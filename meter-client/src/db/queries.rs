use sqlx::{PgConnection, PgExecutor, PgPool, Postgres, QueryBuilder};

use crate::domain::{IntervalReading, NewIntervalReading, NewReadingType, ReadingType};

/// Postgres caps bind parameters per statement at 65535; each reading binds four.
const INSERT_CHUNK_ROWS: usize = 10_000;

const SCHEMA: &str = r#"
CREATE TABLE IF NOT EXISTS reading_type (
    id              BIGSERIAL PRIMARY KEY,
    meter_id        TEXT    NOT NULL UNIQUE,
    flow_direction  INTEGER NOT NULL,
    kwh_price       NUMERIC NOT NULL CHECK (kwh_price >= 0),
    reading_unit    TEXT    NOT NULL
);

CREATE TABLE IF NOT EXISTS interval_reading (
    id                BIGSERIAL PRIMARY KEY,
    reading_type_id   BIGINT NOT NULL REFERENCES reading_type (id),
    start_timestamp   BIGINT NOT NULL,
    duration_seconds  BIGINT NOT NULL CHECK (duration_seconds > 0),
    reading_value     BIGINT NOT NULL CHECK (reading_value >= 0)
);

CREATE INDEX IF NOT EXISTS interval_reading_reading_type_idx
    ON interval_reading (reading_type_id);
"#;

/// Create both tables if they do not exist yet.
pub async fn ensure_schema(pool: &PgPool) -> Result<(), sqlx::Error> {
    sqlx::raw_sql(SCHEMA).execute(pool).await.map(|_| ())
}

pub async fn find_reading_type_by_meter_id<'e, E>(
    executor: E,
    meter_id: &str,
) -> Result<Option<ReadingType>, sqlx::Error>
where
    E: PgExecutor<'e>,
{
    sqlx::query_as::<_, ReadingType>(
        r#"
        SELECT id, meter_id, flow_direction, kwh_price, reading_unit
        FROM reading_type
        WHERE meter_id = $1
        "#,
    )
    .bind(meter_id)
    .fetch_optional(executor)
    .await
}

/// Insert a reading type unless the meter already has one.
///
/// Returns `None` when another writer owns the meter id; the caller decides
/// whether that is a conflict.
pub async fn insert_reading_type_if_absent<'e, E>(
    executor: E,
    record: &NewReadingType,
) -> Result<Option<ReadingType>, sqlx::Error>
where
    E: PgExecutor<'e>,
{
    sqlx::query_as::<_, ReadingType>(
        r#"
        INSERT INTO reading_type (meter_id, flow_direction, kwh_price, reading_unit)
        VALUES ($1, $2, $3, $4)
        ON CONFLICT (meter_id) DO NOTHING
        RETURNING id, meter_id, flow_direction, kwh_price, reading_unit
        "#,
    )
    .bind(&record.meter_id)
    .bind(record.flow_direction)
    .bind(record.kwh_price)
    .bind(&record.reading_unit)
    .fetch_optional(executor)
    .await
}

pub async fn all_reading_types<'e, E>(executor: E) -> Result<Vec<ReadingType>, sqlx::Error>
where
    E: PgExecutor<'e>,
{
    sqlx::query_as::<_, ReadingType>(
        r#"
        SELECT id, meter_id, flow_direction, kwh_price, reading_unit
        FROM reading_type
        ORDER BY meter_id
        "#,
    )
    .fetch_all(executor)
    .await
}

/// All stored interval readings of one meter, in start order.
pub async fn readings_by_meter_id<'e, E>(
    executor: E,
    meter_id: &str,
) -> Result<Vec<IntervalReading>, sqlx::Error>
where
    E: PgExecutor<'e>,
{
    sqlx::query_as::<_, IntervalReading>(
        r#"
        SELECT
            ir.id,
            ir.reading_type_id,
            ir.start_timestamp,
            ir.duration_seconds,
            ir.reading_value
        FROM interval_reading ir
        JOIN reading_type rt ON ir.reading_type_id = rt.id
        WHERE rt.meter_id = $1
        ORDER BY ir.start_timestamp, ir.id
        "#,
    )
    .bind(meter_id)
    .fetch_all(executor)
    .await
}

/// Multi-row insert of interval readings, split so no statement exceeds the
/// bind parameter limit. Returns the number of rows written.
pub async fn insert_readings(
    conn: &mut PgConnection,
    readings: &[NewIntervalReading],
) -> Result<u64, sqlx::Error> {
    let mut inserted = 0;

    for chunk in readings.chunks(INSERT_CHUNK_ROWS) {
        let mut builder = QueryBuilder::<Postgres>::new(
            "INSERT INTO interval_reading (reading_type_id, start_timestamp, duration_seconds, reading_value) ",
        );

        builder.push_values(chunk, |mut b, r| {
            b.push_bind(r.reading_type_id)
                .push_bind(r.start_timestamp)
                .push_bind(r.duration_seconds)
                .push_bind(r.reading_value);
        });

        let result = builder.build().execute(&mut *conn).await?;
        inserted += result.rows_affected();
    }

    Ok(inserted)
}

...

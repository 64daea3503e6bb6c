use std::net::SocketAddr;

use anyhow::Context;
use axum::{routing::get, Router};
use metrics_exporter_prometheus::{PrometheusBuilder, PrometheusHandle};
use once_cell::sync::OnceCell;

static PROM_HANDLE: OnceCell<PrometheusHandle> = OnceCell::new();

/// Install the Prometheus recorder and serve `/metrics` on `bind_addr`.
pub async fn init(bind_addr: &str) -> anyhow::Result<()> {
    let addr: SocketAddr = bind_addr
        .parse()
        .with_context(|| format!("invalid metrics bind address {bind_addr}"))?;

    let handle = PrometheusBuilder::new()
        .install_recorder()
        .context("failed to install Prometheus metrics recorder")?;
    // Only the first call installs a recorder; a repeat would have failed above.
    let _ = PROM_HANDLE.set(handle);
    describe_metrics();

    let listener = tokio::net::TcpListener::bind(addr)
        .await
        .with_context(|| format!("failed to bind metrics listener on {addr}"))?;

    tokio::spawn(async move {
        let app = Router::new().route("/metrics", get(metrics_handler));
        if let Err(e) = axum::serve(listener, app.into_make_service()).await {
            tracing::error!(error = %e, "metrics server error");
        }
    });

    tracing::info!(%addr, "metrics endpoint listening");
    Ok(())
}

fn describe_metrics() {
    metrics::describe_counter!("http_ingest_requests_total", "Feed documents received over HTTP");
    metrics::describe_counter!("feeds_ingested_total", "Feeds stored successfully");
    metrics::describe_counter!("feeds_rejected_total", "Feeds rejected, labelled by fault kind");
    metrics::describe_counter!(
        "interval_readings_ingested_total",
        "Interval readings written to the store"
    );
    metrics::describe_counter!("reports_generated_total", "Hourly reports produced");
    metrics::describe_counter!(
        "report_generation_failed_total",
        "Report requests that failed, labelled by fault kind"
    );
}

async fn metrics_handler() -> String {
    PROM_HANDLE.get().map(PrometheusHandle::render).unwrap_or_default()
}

▶ _What this task involves_:
All lines in the listing above from the line containing "filename meter-client/src/db/queries.rs" to the line containing "CREATE TABLE IF NOT EXISTS reading_type", inclusive, should be retyped exactly; no other lines should appear.

▶ _Answer for this exercise_:
filename meter-client/src/db/queries.rs
use sqlx::{PgConnection, PgExecutor, PgPool, Postgres, QueryBuilder};

use crate::domain::{IntervalReading, NewIntervalReading, NewReadingType, ReadingType};

/// Postgres caps bind parameters per statement at 65535; each reading binds four.
const INSERT_CHUNK_ROWS: usize = 10_000;

const SCHEMA: &str = r#"
CREATE TABLE IF NOT EXISTS reading_type (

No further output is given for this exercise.